== Your goal ==
Exactly how many lines in this listing contain "ServerConfig"? Only the number is needed.

[Records for the task]

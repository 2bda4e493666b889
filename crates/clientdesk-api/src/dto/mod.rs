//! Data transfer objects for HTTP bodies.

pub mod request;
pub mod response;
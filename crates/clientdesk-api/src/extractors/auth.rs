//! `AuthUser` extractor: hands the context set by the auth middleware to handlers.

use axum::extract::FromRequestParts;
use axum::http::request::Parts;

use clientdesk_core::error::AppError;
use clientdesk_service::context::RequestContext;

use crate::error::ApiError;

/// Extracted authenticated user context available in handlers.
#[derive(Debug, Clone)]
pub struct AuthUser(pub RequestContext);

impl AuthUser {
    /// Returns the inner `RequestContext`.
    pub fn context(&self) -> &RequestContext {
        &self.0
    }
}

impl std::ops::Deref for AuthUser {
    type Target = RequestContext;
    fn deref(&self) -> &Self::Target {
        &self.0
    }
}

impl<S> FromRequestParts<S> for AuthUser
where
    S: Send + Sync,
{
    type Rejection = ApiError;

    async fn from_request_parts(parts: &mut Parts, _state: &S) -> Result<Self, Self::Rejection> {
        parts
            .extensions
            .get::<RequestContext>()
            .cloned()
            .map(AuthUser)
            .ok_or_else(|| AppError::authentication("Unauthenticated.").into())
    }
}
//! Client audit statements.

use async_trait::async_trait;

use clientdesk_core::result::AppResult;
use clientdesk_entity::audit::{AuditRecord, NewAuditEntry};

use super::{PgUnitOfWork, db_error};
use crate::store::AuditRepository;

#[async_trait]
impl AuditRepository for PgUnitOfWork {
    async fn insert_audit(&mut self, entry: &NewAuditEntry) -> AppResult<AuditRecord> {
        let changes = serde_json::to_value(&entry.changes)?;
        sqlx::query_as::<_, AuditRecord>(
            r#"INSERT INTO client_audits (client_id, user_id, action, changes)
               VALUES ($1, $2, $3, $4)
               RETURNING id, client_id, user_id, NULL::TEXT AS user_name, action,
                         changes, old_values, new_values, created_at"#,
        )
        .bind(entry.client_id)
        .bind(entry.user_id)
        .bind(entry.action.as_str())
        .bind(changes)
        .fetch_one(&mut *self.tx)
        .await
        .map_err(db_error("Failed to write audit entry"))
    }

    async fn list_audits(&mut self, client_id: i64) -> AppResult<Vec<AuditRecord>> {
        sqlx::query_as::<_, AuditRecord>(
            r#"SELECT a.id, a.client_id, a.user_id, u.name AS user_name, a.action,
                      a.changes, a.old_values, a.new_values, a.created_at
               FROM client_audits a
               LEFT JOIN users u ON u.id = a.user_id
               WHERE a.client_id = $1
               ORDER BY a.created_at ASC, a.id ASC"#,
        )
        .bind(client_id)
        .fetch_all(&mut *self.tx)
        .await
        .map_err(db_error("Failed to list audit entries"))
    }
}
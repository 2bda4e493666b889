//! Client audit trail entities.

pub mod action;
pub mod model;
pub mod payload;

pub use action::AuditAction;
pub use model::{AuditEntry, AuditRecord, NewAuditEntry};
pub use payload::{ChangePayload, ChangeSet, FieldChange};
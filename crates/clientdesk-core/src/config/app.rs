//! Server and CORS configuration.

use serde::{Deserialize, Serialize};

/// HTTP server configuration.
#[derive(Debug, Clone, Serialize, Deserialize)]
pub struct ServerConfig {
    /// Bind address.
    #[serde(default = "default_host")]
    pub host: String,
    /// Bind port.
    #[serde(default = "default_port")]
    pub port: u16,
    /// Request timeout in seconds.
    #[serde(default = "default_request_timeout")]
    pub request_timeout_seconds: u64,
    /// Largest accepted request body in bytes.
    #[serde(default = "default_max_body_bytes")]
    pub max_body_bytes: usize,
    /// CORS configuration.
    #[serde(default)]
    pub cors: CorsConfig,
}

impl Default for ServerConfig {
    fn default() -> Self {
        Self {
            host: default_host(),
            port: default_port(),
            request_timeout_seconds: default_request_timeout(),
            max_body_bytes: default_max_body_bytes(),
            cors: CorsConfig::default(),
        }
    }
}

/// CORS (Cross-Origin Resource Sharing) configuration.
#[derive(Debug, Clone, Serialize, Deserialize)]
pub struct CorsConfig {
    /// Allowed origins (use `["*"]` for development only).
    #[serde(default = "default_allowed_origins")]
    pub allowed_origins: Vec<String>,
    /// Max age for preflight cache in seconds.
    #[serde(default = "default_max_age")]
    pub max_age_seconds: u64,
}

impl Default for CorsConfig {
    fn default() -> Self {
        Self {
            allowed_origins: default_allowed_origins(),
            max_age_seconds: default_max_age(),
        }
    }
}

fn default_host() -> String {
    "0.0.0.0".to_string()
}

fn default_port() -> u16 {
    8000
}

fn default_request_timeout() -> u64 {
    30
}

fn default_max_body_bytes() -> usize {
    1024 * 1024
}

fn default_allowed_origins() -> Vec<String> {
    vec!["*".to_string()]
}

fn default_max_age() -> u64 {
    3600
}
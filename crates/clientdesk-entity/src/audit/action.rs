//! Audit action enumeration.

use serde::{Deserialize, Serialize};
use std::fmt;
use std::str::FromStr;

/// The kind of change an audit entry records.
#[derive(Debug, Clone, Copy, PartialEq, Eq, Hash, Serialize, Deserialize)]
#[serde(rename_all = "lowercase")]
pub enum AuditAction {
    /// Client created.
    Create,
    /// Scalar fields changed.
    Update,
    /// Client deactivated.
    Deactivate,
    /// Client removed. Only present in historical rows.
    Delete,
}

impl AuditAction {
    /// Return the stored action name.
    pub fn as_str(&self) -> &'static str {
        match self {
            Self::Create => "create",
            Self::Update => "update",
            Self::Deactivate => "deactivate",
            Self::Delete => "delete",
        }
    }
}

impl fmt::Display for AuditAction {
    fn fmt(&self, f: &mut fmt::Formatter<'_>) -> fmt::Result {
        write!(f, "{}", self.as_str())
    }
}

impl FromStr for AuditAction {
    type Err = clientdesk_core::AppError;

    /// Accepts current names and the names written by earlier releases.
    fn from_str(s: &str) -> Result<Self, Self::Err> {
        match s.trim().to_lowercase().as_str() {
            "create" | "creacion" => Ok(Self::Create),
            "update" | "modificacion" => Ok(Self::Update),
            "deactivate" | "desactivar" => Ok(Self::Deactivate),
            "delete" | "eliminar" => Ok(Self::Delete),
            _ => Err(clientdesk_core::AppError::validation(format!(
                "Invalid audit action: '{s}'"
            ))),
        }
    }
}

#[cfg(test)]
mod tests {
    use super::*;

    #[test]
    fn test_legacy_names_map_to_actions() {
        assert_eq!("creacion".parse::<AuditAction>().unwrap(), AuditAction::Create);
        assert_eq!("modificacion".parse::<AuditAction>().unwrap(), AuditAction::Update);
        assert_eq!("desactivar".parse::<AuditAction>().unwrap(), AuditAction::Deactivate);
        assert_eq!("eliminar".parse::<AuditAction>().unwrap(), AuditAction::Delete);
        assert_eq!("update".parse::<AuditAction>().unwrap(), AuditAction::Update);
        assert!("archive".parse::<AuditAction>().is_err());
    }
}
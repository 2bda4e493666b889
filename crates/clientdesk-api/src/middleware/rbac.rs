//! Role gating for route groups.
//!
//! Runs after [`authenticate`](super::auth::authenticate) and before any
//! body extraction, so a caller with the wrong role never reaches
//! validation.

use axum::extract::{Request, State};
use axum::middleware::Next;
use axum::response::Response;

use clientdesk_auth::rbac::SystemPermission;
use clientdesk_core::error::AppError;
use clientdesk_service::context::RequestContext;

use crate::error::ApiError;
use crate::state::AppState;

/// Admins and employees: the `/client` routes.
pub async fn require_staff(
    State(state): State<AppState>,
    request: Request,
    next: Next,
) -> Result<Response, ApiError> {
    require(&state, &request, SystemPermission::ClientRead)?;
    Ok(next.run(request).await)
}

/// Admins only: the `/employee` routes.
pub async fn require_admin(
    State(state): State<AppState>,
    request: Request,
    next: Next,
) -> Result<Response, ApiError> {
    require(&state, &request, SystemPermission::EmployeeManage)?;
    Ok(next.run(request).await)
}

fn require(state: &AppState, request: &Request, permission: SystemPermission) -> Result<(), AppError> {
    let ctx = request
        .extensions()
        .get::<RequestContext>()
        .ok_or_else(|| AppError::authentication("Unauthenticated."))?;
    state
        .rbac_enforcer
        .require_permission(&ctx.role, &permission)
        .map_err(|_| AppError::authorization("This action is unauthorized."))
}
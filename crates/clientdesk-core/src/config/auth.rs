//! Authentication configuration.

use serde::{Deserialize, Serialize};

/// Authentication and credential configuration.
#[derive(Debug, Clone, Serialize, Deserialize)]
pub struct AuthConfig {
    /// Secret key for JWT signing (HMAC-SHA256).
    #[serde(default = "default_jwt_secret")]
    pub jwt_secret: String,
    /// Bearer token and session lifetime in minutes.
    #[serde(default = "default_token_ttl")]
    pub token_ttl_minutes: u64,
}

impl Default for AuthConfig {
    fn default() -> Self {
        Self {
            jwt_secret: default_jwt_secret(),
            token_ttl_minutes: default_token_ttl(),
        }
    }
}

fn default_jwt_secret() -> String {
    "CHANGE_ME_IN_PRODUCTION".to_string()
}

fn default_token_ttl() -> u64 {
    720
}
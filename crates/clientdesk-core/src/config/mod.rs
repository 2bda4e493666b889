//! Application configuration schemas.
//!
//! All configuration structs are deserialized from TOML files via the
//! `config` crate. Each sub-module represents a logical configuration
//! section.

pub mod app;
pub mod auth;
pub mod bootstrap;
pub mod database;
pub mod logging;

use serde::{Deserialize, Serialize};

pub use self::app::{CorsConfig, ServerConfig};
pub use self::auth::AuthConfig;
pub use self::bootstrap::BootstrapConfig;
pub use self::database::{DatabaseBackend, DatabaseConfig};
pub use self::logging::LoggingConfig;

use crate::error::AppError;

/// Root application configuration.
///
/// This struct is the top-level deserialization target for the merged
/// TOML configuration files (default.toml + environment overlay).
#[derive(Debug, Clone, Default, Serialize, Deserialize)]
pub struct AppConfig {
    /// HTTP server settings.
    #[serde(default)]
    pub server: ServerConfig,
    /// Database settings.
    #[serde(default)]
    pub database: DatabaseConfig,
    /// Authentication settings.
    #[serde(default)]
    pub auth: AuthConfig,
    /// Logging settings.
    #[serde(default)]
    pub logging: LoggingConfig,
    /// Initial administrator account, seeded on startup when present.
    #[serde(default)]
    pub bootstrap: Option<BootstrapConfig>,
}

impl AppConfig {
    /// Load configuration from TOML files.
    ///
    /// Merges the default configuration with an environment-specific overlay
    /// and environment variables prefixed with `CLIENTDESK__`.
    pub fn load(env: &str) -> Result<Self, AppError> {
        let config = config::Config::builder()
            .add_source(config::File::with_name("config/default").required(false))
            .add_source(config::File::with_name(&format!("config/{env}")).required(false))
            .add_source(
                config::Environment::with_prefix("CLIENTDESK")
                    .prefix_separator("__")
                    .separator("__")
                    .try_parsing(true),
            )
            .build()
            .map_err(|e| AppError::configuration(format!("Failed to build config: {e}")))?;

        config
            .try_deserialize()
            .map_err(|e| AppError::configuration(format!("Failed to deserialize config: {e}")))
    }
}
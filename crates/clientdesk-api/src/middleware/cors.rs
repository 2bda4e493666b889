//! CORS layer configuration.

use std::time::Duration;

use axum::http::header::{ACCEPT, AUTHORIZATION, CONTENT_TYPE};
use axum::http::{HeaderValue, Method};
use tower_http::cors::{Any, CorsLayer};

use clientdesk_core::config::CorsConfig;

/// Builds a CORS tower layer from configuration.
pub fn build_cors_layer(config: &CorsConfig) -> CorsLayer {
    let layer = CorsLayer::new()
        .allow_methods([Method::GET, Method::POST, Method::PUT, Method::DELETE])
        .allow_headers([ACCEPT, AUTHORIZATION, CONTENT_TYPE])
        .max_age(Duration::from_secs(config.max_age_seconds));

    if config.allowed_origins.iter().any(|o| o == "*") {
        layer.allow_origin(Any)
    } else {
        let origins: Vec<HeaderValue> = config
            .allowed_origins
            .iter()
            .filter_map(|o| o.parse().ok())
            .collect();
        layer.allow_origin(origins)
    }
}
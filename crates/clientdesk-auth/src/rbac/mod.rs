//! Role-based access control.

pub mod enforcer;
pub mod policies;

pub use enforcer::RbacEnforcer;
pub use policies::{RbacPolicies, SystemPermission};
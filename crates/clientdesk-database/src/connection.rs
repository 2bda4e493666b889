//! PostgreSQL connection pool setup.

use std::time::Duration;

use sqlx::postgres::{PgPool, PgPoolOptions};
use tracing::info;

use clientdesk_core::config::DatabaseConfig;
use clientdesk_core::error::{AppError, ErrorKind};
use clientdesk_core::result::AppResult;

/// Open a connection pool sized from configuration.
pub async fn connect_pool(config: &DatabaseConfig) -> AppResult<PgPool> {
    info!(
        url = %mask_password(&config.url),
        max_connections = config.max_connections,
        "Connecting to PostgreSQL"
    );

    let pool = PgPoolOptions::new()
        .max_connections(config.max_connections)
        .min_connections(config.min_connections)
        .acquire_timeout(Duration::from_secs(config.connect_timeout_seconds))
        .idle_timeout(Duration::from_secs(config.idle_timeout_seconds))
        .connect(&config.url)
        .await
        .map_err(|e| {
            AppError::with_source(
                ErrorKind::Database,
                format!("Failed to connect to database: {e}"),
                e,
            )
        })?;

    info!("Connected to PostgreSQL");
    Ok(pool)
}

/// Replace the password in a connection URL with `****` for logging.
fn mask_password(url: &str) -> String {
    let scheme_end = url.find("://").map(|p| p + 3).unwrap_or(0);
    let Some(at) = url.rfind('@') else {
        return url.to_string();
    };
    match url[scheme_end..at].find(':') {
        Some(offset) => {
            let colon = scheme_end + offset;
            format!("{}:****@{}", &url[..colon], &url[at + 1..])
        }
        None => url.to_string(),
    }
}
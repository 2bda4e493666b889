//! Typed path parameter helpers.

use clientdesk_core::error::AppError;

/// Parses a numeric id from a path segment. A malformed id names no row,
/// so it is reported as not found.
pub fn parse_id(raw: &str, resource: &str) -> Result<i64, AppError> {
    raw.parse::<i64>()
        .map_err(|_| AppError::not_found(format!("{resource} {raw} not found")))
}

[/Records for the task]

== Solution to this exercise ==
4